Wednesday Oct 21, 2009

The Sun Studio Performance Analyzer reference manual, updated for Sun Studio 12 update 1, is now available on docs.sun.com:

Developing high performance applications requires a combination of compiler features, libraries of optimized functions, and tools for performance analysis. The Performance Analyzer manual describes the tools that are available to help you assess the performance of your code, identify potential performance problems, and locate the part of the code where the problems occur.

http://docs.sun.com/app/docs/doc/821-0304

Monday Feb 16, 2009

Another useful optimization option available with Sun Studio compilers is profile feedback.

This option can be especially helpful with codes that contain a lot of branching. The compiler is unable to determine from the source code alone which branches in an IF or CASE statement are the most likely to be taken. Using the profile feedback feature, you can run an instrumented version of the code using typical data to collect statistics on code coverage and branching, and then recompile the code using this collected data.

Darryl Gove has a great description of profile feedback in his book Solaris Application Programming.

With profile feedback, the compiler is better able to do certain optimizations that it cannot do by just analyzing the source code:

  • Layout the compiled code so that branches are rarely taken. The most frequent branches "fall-through" to the next memory location, avoiding a fetch and branch to a distant location.
  • Inline routines called many times. This avoids costly function calls.
  • Move infrequently executed code out of the "hot" parts of the code. This improves utilization of the instruction cache.
  • Lots more optimizations based on how variables are and are not utilized, based on the mostly likely paths the program will take

Of course, all these optimizations will depend on the typicality of the test data collected in the profile. Some cases it might be useful to identify a set of "typical data", collect data for each set, and compile multiple versions using each profile.
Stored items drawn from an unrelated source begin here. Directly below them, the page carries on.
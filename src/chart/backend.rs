//! Drawing backend wrapper with built-in label glyphs
//!
//! plotters is built without a font rasterizer, and its text fallback panics.
//! [`GlyphTextBackend`] intercepts text requests and draws scaled 3x5 glyphs
//! instead; every other primitive goes straight to the wrapped backend.
//! Lowercase letters render as uppercase; unknown characters render as `?`.

use plotters_backend::text_anchor::{HPos, VPos};
use plotters_backend::{
    BackendColor, BackendCoord, BackendStyle, BackendTextStyle, DrawingBackend, DrawingErrorKind,
};

pub const GLYPH_WIDTH: i32 = 3;
pub const GLYPH_HEIGHT: i32 = 5;

/// Horizontal advance per character in glyph units
const ADVANCE: i32 = GLYPH_WIDTH + 1;

/// Font size in pixels per glyph unit
const FONT_PX_PER_UNIT: f64 = 8.0;

#[rustfmt::skip]
fn glyph(c: char) -> [u8; 5] {
    match c.to_ascii_uppercase() {
        '0' => [0b111, 0b101, 0b101, 0b101, 0b111],
        '1' => [0b010, 0b110, 0b010, 0b010, 0b111],
        '2' => [0b111, 0b001, 0b111, 0b100, 0b111],
        '3' | '³' => [0b111, 0b001, 0b111, 0b001, 0b111],
        '4' => [0b101, 0b101, 0b111, 0b001, 0b001],
        '5' => [0b111, 0b100, 0b111, 0b001, 0b111],
        '6' => [0b111, 0b100, 0b111, 0b101, 0b111],
        '7' => [0b111, 0b001, 0b001, 0b001, 0b001],
        '8' => [0b111, 0b101, 0b111, 0b101, 0b111],
        '9' => [0b111, 0b101, 0b111, 0b001, 0b111],
        'A' => [0b010, 0b101, 0b111, 0b101, 0b101],
        'B' => [0b110, 0b101, 0b110, 0b101, 0b110],
        'C' => [0b011, 0b100, 0b100, 0b100, 0b011],
        'D' => [0b110, 0b101, 0b101, 0b101, 0b110],
        'E' => [0b111, 0b100, 0b110, 0b100, 0b111],
        'F' => [0b111, 0b100, 0b110, 0b100, 0b100],
        'G' => [0b011, 0b100, 0b101, 0b101, 0b011],
        'H' => [0b101, 0b101, 0b111, 0b101, 0b101],
        'I' => [0b111, 0b010, 0b010, 0b010, 0b111],
        'J' => [0b001, 0b001, 0b001, 0b101, 0b010],
        'K' => [0b101, 0b101, 0b110, 0b101, 0b101],
        'L' => [0b100, 0b100, 0b100, 0b100, 0b111],
        'M' => [0b101, 0b111, 0b111, 0b101, 0b101],
        'N' => [0b110, 0b101, 0b101, 0b101, 0b101],
        'O' => [0b010, 0b101, 0b101, 0b101, 0b010],
        'P' => [0b110, 0b101, 0b110, 0b100, 0b100],
        'Q' => [0b010, 0b101, 0b101, 0b110, 0b011],
        'R' => [0b110, 0b101, 0b110, 0b101, 0b101],
        'S' => [0b011, 0b100, 0b010, 0b001, 0b110],
        'T' => [0b111, 0b010, 0b010, 0b010, 0b010],
        'U' => [0b101, 0b101, 0b101, 0b101, 0b111],
        'V' => [0b101, 0b101, 0b101, 0b101, 0b010],
        'W' => [0b101, 0b101, 0b111, 0b111, 0b101],
        'X' => [0b101, 0b101, 0b010, 0b101, 0b101],
        'Y' => [0b101, 0b101, 0b010, 0b010, 0b010],
        'Z' => [0b111, 0b001, 0b010, 0b100, 0b111],
        ' ' => [0, 0, 0, 0, 0],
        '.' => [0b000, 0b000, 0b000, 0b000, 0b010],
        ',' => [0b000, 0b000, 0b000, 0b010, 0b100],
        ':' => [0b000, 0b010, 0b000, 0b010, 0b000],
        '-' => [0b000, 0b000, 0b111, 0b000, 0b000],
        '+' => [0b000, 0b010, 0b111, 0b010, 0b000],
        '=' => [0b000, 0b111, 0b000, 0b111, 0b000],
        '_' => [0b000, 0b000, 0b000, 0b000, 0b111],
        '(' => [0b001, 0b010, 0b010, 0b010, 0b001],
        ')' => [0b100, 0b010, 0b010, 0b010, 0b100],
        '/' => [0b001, 0b001, 0b010, 0b100, 0b100],
        '%' => [0b101, 0b001, 0b010, 0b100, 0b101],
        _ => [0b111, 0b001, 0b010, 0b000, 0b010],
    }
}

/// Pixels per glyph unit for a font size
pub fn glyph_scale(font_size: f64) -> i32 {
    ((font_size / FONT_PX_PER_UNIT).round() as i32).max(1)
}

/// Width and height in pixels of `text` drawn at `scale`
pub fn text_extent(text: &str, scale: i32) -> (i32, i32) {
    let n = text.chars().count() as i32;
    let width = if n == 0 { 0 } else { (n * ADVANCE - 1) * scale };
    (width, GLYPH_HEIGHT * scale)
}

/// Backend wrapper drawing text from the glyph table
pub struct GlyphTextBackend<DB> {
    inner: DB,
}

impl<DB> GlyphTextBackend<DB> {
    pub fn new(inner: DB) -> Self {
        Self { inner }
    }
}

impl<DB: DrawingBackend> GlyphTextBackend<DB> {
    fn fill_block(
        &mut self,
        (x, y): BackendCoord,
        scale: i32,
        transform: &plotters_backend::FontTransform,
        origin: BackendCoord,
        color: BackendColor,
    ) -> Result<(), DrawingErrorKind<DB::ErrorType>> {
        let (w, h) = self.inner.get_size();
        for dy in 0..scale {
            for dx in 0..scale {
                let (tx, ty) = transform.transform(x + dx, y + dy);
                let (px, py) = (origin.0 + tx, origin.1 + ty);
                if px >= 0 && py >= 0 && px < w as i32 && py < h as i32 {
                    self.inner.draw_pixel((px, py), color)?;
                }
            }
        }
        Ok(())
    }
}

impl<DB: DrawingBackend> DrawingBackend for GlyphTextBackend<DB> {
    type ErrorType = DB::ErrorType;

    fn get_size(&self) -> (u32, u32) {
        self.inner.get_size()
    }

    fn ensure_prepared(&mut self) -> Result<(), DrawingErrorKind<Self::ErrorType>> {
        self.inner.ensure_prepared()
    }

    fn present(&mut self) -> Result<(), DrawingErrorKind<Self::ErrorType>> {
        self.inner.present()
    }

    fn draw_pixel(
        &mut self,
        point: BackendCoord,
        color: BackendColor,
    ) -> Result<(), DrawingErrorKind<Self::ErrorType>> {
        self.inner.draw_pixel(point, color)
    }

    fn draw_line<S: BackendStyle>(
        &mut self,
        from: BackendCoord,
        to: BackendCoord,
        style: &S,
    ) -> Result<(), DrawingErrorKind<Self::ErrorType>> {
        self.inner.draw_line(from, to, style)
    }

    fn draw_rect<S: BackendStyle>(
        &mut self,
        upper_left: BackendCoord,
        bottom_right: BackendCoord,
        style: &S,
        fill: bool,
    ) -> Result<(), DrawingErrorKind<Self::ErrorType>> {
        self.inner.draw_rect(upper_left, bottom_right, style, fill)
    }

    fn draw_path<S: BackendStyle, I: IntoIterator<Item = BackendCoord>>(
        &mut self,
        path: I,
        style: &S,
    ) -> Result<(), DrawingErrorKind<Self::ErrorType>> {
        self.inner.draw_path(path, style)
    }

    fn draw_circle<S: BackendStyle>(
        &mut self,
        center: BackendCoord,
        radius: u32,
        style: &S,
        fill: bool,
    ) -> Result<(), DrawingErrorKind<Self::ErrorType>> {
        self.inner.draw_circle(center, radius, style, fill)
    }

    fn fill_polygon<S: BackendStyle, I: IntoIterator<Item = BackendCoord>>(
        &mut self,
        vert: I,
        style: &S,
    ) -> Result<(), DrawingErrorKind<Self::ErrorType>> {
        self.inner.fill_polygon(vert, style)
    }

    fn draw_text<TStyle: BackendTextStyle>(
        &mut self,
        text: &str,
        style: &TStyle,
        pos: BackendCoord,
    ) -> Result<(), DrawingErrorKind<Self::ErrorType>> {
        let color = style.color();
        if color.alpha == 0.0 || text.trim().is_empty() {
            return Ok(());
        }

        let scale = glyph_scale(style.size());
        let (width, height) = text_extent(text, scale);
        let anchor = style.anchor();
        let dx = match anchor.h_pos {
            HPos::Left => 0,
            HPos::Right => -width,
            HPos::Center => -width / 2,
        };
        let dy = match anchor.v_pos {
            VPos::Top => 0,
            VPos::Center => -height / 2,
            VPos::Bottom => -height,
        };
        let transform = style.transform();

        for (i, c) in text.chars().enumerate() {
            let left = dx + i as i32 * ADVANCE * scale;
            for (row, bits) in glyph(c).iter().enumerate() {
                for col in 0..GLYPH_WIDTH {
                    if bits & (1 << (GLYPH_WIDTH - 1 - col)) == 0 {
                        continue;
                    }
                    let cell = (left + col * scale, dy + row as i32 * scale);
                    self.fill_block(cell, scale, &transform, pos, color)?;
                }
            }
        }
        Ok(())
    }

    fn estimate_text_size<TStyle: BackendTextStyle>(
        &self,
        text: &str,
        style: &TStyle,
    ) -> Result<(u32, u32), DrawingErrorKind<Self::ErrorType>> {
        let (w, h) = text_extent(text, glyph_scale(style.size()));
        Ok((w as u32, h as u32))
    }
}
//! Analysis options and the property engine

pub mod engine;

use serde::{Deserialize, Serialize};

use crate::error::{AnalysisError, AnalysisResult};

pub use engine::AnalysisEngine;

/// Options for the property engine
#[derive(Debug, Clone, PartialEq, Serialize, Deserialize)]
#[serde(default)]
pub struct AnalysisOptions {
    /// Apply Savitzky-Golay smoothing to stress
    pub smoothing: bool,
    /// Smoothing only runs when the sample count exceeds this
    pub smoothing_min_samples: usize,
    /// Largest smoothing window (shrunk to the sample count, forced odd)
    pub smoothing_window: usize,
    /// Polynomial order of the smoothing filter
    pub smoothing_polyorder: usize,
    /// Upper strain of the elastic region
    pub elastic_limit: f64,
    /// Minimum elastic samples needed for a modulus fit
    pub min_elastic_points: usize,
    /// Elastic samples used for the fit (taken from the start)
    pub max_elastic_points: usize,
    /// Modulus used when the elastic region is too sparse (GPa)
    pub default_modulus: f64,
    /// Strain offset of the yield line (0.2%)
    pub offset_strain: f64,
    /// Yield as a fraction of peak stress when nothing lies past the offset
    pub yield_fallback_ratio: f64,
    /// Stress units per GPa, 1e3 for MPa input
    pub modulus_scale: f64,
    /// Divisor turning the stress-strain integral into MJ/m³
    pub toughness_scale: f64,
}

impl Default for AnalysisOptions {
    fn default() -> Self {
        Self {
            smoothing: true,
            smoothing_min_samples: 10,
            smoothing_window: 11,
            smoothing_polyorder: 3,
            elastic_limit: 0.002,
            min_elastic_points: 6,
            max_elastic_points: 10,
            default_modulus: 200.0,
            offset_strain: 0.002,
            yield_fallback_ratio: 0.8,
            modulus_scale: 1e3,
            toughness_scale: 1e3,
        }
    }
}

impl AnalysisOptions {
    /// Options for stress given in Pa instead of MPa
    pub fn pascal_input() -> Self {
        Self {
            modulus_scale: 1e9,
            toughness_scale: 1e6,
            ..Self::default()
        }
    }

    /// Disable smoothing
    pub fn without_smoothing(mut self) -> Self {
        self.smoothing = false;
        self
    }

    /// Set the toughness divisor
    pub fn with_toughness_scale(mut self, scale: f64) -> Self {
        self.toughness_scale = scale;
        self
    }

    /// Set the stress units per GPa
    pub fn with_modulus_scale(mut self, scale: f64) -> Self {
        self.modulus_scale = scale;
        self
    }

    /// Set the elastic region limit
    pub fn with_elastic_limit(mut self, limit: f64) -> Self {
        self.elastic_limit = limit;
        self
    }

    /// Check that the options describe a usable pipeline
    pub fn validate(&self) -> AnalysisResult<()> {
        let positive = [
            ("modulus_scale", self.modulus_scale),
            ("toughness_scale", self.toughness_scale),
            ("default_modulus", self.default_modulus),
        ];
        for (name, value) in positive {
            if !value.is_finite() || value <= 0.0 {
                return Err(AnalysisError::Config(format!(
                    "{} must be positive, got {}",
                    name, value
                )));
            }
        }
        if !self.elastic_limit.is_finite() || !self.offset_strain.is_finite() {
            return Err(AnalysisError::Config(
                "strain limits must be finite".to_string(),
            ));
        }
        if self.smoothing_window < 3 {
            return Err(AnalysisError::Config(format!(
                "smoothing_window must be at least 3, got {}",
                self.smoothing_window
            )));
        }
        if self.smoothing_polyorder >= self.smoothing_window {
            return Err(AnalysisError::Config(format!(
                "smoothing_polyorder ({}) must be below smoothing_window ({})",
                self.smoothing_polyorder, self.smoothing_window
            )));
        }
        if self.min_elastic_points < 2 {
            return Err(AnalysisError::Config(
                "min_elastic_points must be at least 2".to_string(),
            ));
        }
        if self.max_elastic_points < self.min_elastic_points {
            return Err(AnalysisError::Config(format!(
                "max_elastic_points ({}) is below min_elastic_points ({})",
                self.max_elastic_points, self.min_elastic_points
            )));
        }
        Ok(())
    }
}
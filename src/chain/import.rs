use crate::chain::ChainRecord;
use crate::errors::AnalyzerResult;
use std::io::{Read, Write};
use std::path::Path;

/// CSV import/export of chain records, the offline alternative to the live
/// feed. One row per contract, the same column set as the wire format.

pub fn load_records(path: &Path) -> AnalyzerResult<Vec<ChainRecord>> {
    let file = std::fs::File::open(path)?;
    read_records(file)
}

pub fn save_records(path: &Path, records: &[ChainRecord]) -> AnalyzerResult<()> {
    let file = std::fs::File::create(path)?;
    write_records(file, records)
}

pub fn read_records<R: Read>(reader: R) -> AnalyzerResult<Vec<ChainRecord>> {
    let mut rdr = csv::Reader::from_reader(reader);
    let mut records = Vec::new();
    for row in rdr.deserialize() {
        let rec: ChainRecord = row?;
        records.push(rec);
    }
    Ok(records)
}

pub fn write_records<W: Write>(writer: W, records: &[ChainRecord]) -> AnalyzerResult<()> {
    let mut wtr = csv::Writer::from_writer(writer);
    for rec in records {
        wtr.serialize(rec)?;
    }
    wtr.flush()?;
    Ok(())
}
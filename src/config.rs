use crate::errors::{AnalyzerError, AnalyzerResult};
use std::path::PathBuf;

#[derive(Debug, Clone)]
pub struct AppConfig {
    /// Underlyings whose option chains are polled and stored.
    pub tickers: Vec<String>,
    pub chain_api_base_url: String,
    pub chain_api_key: String,
    pub poll_interval_secs: u64,
    /// Annualized risk-free rate as a decimal (3-month T-bill or similar).
    pub risk_free_rate: f64,
    pub data_dir: PathBuf,
    /// Offline mode: load `<dir>/<ticker>.csv` chains at startup instead of
    /// polling the feed.
    pub chain_import_dir: Option<PathBuf>,
    /// Mirror every ingested chain to `<dir>/<ticker>.csv`.
    pub chain_export_dir: Option<PathBuf>,
    pub server_port: u16,
}

impl AppConfig {
    pub fn from_env() -> AnalyzerResult<Self> {
        dotenvy::dotenv().ok();

        let tickers: Vec<String> = env_var_or("TICKERS", "SPY")
            .split(',')
            .map(|t| t.trim().to_uppercase())
            .filter(|t| !t.is_empty())
            .collect();
        if tickers.is_empty() {
            return Err(AnalyzerError::Config("TICKERS: empty list".into()));
        }

        let poll_interval_secs = env_var_or("CHAIN_POLL_INTERVAL_SECS", "60")
            .parse::<u64>()
            .map_err(|e| AnalyzerError::Config(format!("CHAIN_POLL_INTERVAL_SECS: {e}")))?;

        let risk_free_rate = env_var_or("RISK_FREE_RATE", "0.01")
            .parse::<f64>()
            .map_err(|e| AnalyzerError::Config(format!("RISK_FREE_RATE: {e}")))?;

        let server_port = env_var_or("SERVER_PORT", "3001")
            .parse::<u16>()
            .map_err(|e| AnalyzerError::Config(format!("SERVER_PORT: {e}")))?;

        let chain_import_dir = std::env::var("CHAIN_IMPORT_DIR").ok().map(PathBuf::from);
        let chain_export_dir = std::env::var("CHAIN_EXPORT_DIR").ok().map(PathBuf::from);

        // the feed key is only needed when actually polling
        let chain_api_key = if chain_import_dir.is_some() {
            env_var_or("CHAIN_API_KEY", "")
        } else {
            env_var("CHAIN_API_KEY")?
        };

        Ok(Self {
            tickers,
            chain_api_base_url: env_var_or("CHAIN_API_BASE_URL", "http://localhost:8200/v1"),
            chain_api_key,
            poll_interval_secs,
            risk_free_rate,
            data_dir: PathBuf::from(env_var_or("DATA_DIR", "data")),
            chain_import_dir,
            chain_export_dir,
            server_port,
        })
    }
}

fn env_var(key: &str) -> AnalyzerResult<String> {
    std::env::var(key).map_err(|_| AnalyzerError::Config(format!("missing env var: {key}")))
}

fn env_var_or(key: &str, default: &str) -> String {
    std::env::var(key).unwrap_or_else(|_| default.to_string())
}
use crate::chain::record::yyyymmdd;
use crate::db;
use crate::graph;
use crate::options::{OptionPosition, Right};
use crate::pricing::probability;
use crate::scan;
use crate::state::{AppState, DbCommand};
use crate::strategy::{CalendarSpread, NCalendarSpread, Strategy};
use crate::surface;
use axum::extract::{Path, Query, State};
use axum::response::Json;
use chrono::NaiveDate;
use portable_atomic::Ordering;
use std::sync::Arc;

#[derive(serde::Deserialize)]
pub struct HistoryQuery {
    pub start: Option<String>,
    pub end: Option<String>,
    pub limit: Option<usize>,
}

#[derive(serde::Deserialize)]
pub struct OptionsQuery {
    pub right: Option<String>,
    pub strike: Option<f64>,
    pub expiry: Option<u32>,
    pub samples: Option<usize>,
}

#[derive(serde::Deserialize)]
pub struct ScanQuery {
    pub near: u32,
    pub next: u32,
    pub right: Option<String>,
}

#[derive(serde::Deserialize)]
pub struct StrategiesQuery {
    pub ticker: Option<String>,
    pub limit: Option<usize>,
}

/// GET /api/chain/{ticker} -- latest in-memory snapshot (no lock, no DB)
pub async fn get_chain(
    Path(ticker): Path<String>,
    State(state): State<Arc<AppState>>,
) -> Json<serde_json::Value> {
    match state.latest_chain(&ticker.to_uppercase()) {
        Some(snapshot) => Json(serde_json::json!({ "chain": snapshot })),
        None => Json(serde_json::json!({ "error": format!("no snapshot for {ticker}") })),
    }
}

/// GET /api/underlying/{ticker} -- stored close/IV history (cold path)
pub async fn get_underlying(
    Path(ticker): Path<String>,
    Query(params): Query<HistoryQuery>,
    State(state): State<Arc<AppState>>,
) -> Json<serde_json::Value> {
    let limit = params.limit.unwrap_or(100).min(1000);
    match db::get_underlying_history(
        &state.db,
        &ticker.to_uppercase(),
        params.start.as_deref(),
        params.end.as_deref(),
        limit,
    ) {
        Ok(rows) => Json(serde_json::json!({ "underlying": rows })),
        Err(e) => Json(serde_json::json!({ "error": e.to_string() })),
    }
}

/// GET /api/options/{ticker} -- stored contract history (cold path)
pub async fn get_options(
    Path(ticker): Path<String>,
    Query(params): Query<OptionsQuery>,
    State(state): State<Arc<AppState>>,
) -> Json<serde_json::Value> {
    if let Some(r) = params.right.as_deref() {
        if Right::parse(r).is_none() {
            return Json(serde_json::json!({
                "error": "wrong right format: use 'C' for calls or 'P' for puts"
            }));
        }
    }
    if let Some(strike) = params.strike {
        if strike <= 0.0 {
            return Json(serde_json::json!({ "error": "wrong strike format: must be positive" }));
        }
    }
    if let Some(expiry) = params.expiry {
        if yyyymmdd::from_u32(expiry).is_none() {
            return Json(serde_json::json!({ "error": "wrong expiry format: use YYYYMMDD" }));
        }
    }

    let samples = params.samples.unwrap_or(1).min(1000);
    let right = params.right.as_deref().map(|r| r.to_uppercase());
    match db::get_option_history(
        &state.db,
        &ticker.to_uppercase(),
        right.as_deref(),
        params.strike,
        params.expiry,
        samples,
    ) {
        Ok(rows) => Json(serde_json::json!({ "options": rows })),
        Err(e) => Json(serde_json::json!({ "error": e.to_string() })),
    }
}

// ── Calendar analysis ──

#[derive(serde::Deserialize)]
pub struct AnalyzeCalendarRequest {
    pub ticker: String,
    pub near_expiry: u32,
    pub next_expiry: u32,
    pub strike: f64,
    /// "C" or "P"
    pub right: String,
    /// Calendar count; near leg is short, next leg long. Default 1.
    pub amount: Option<i32>,
    /// Evaluation date for the P/L curve, YYYYMMDD. Default: near expiry.
    pub eval_date: Option<u32>,
    /// Extra evaluation dates (YYYYMMDD) for a multi-date risk graph.
    pub dates: Option<Vec<u32>>,
    /// Underlying IV override, annualized decimal. Default: snapshot IV.
    pub iv: Option<f64>,
    /// IV scenario multiplier applied to both legs (1.03 = +3%).
    pub iv_change: Option<f64>,
    /// Underlying price override. Default: snapshot last.
    pub spot: Option<f64>,
    /// Risk-free rate override, annualized decimal.
    pub rate: Option<f64>,
    /// Actual fill prices, when analyzing an established position.
    pub near_debit: Option<f64>,
    pub next_debit: Option<f64>,
}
Of course, this all depends on the application.

To use profile feedback, the compilation is in three phases:

  1. Compile with -xprofile=collect to produce an instrumented executable.
  2. Run the instrumented executable with a typical data set to create a performance profile.
  3. Recompile with -xprofile=use and -xO5 to produce the optimized executable

 % cc -xO3 -xprofile=collect:/tmp/profile myapp.c
 % a.out
 % cc -xO5 -xprofile=use:/tmp/profile -o myapp myapp.c


Read about profile feedback in the compiler man pages: C++, C, Fortran

Wednesday Jan 28, 2009

If you've ever wondered what the compiler is doing when it optimizes your code, you can use the command-line tool, er_src, which is part of the Sun Studio Performance Analyzer, to view the "compiler commentary".

Just compile with some optimization level and -g and then pass the object code to er_src.

>f95 -O3 -g -c fall.f95 ; er_src fall.o
Source file: fall.f95
Object file: fall.o
Load Object: fall.o

     1.         parameter (n=100)
        <Function: MAIN>
     2.         real psi(n,n)
     3.         a = 1E6
     4.         tpi = 2*3.14159265
     5.         di = tpi/float(n)
     6.         dj = di

    Source loop below has tag L1
    Source loop below has tag L2
    L1 could not be pipelined because it contains calls
     7.     forall (j=1:n, i=1:n) psi(i,j)= a*sin((float(i)-.5) * di) * sin((float(j)-.5)*dj)
     8.         print*, psi(50,50)
     9.         end

This is a little test example using a Fortran 95 FORALL loop, compiled at optimization level O3.

Lets try it again, but this time with -fast for full optimization:

>f95 -fast -g -c fall.f95 ; er_src fall.o
Source file: fall.f95
Object file: fall.o
Load Object: fall.o

     1.         parameter (n=100)
        <Function: MAIN>
     2.         real psi(n,n)
     3.         a = 1E6
     4.         tpi = 2*3.14159265
     5.         di = tpi/float(n)
     6.         dj = di

    Source loop below has tag L1
    Source loop below has tag L2
    L1 fissioned into 2 loops, generating: L3, L4
    L1 transformed to use calls to vector intrinsics: __vsinf_
    L4 scheduled with steady-state cycle count = 2
    L4 unrolled 3 times
    L4 has 1 loads, 1 stores, 0 prefetches, 0 FPadds, 1 FPmuls, and 0 FPdivs per iteration
    L4 has 0 int-loads, 0 int-stores, 4 alu-ops, 0 muls, 0 int-divs and 0 shifts per iteration
    L3 scheduled with steady-state cycle count = 4
    L3 unrolled 2 times
    L3 has 0 loads, 1 stores, 0 prefetches, 3 FPadds, 1 FPmuls, and 0 FPdivs per iteration
    L3 has 0 int-loads, 0 int-stores, 3 alu-ops, 0 muls, 0 int-divs and 0 shifts per iteration
     7.     forall (j=1:n, i=1:n) psi(i,j)= a*sin((float(i)-.5) * di) * sin((float(j)-.5)*dj)
     8.         print*, psi(50,50)
     9.         end

A lot more going on here. Note that transforms the FORALL into two loops and then unrolls them. It also uses a vector version of the sin() function to process a bunch of arguments in a single call.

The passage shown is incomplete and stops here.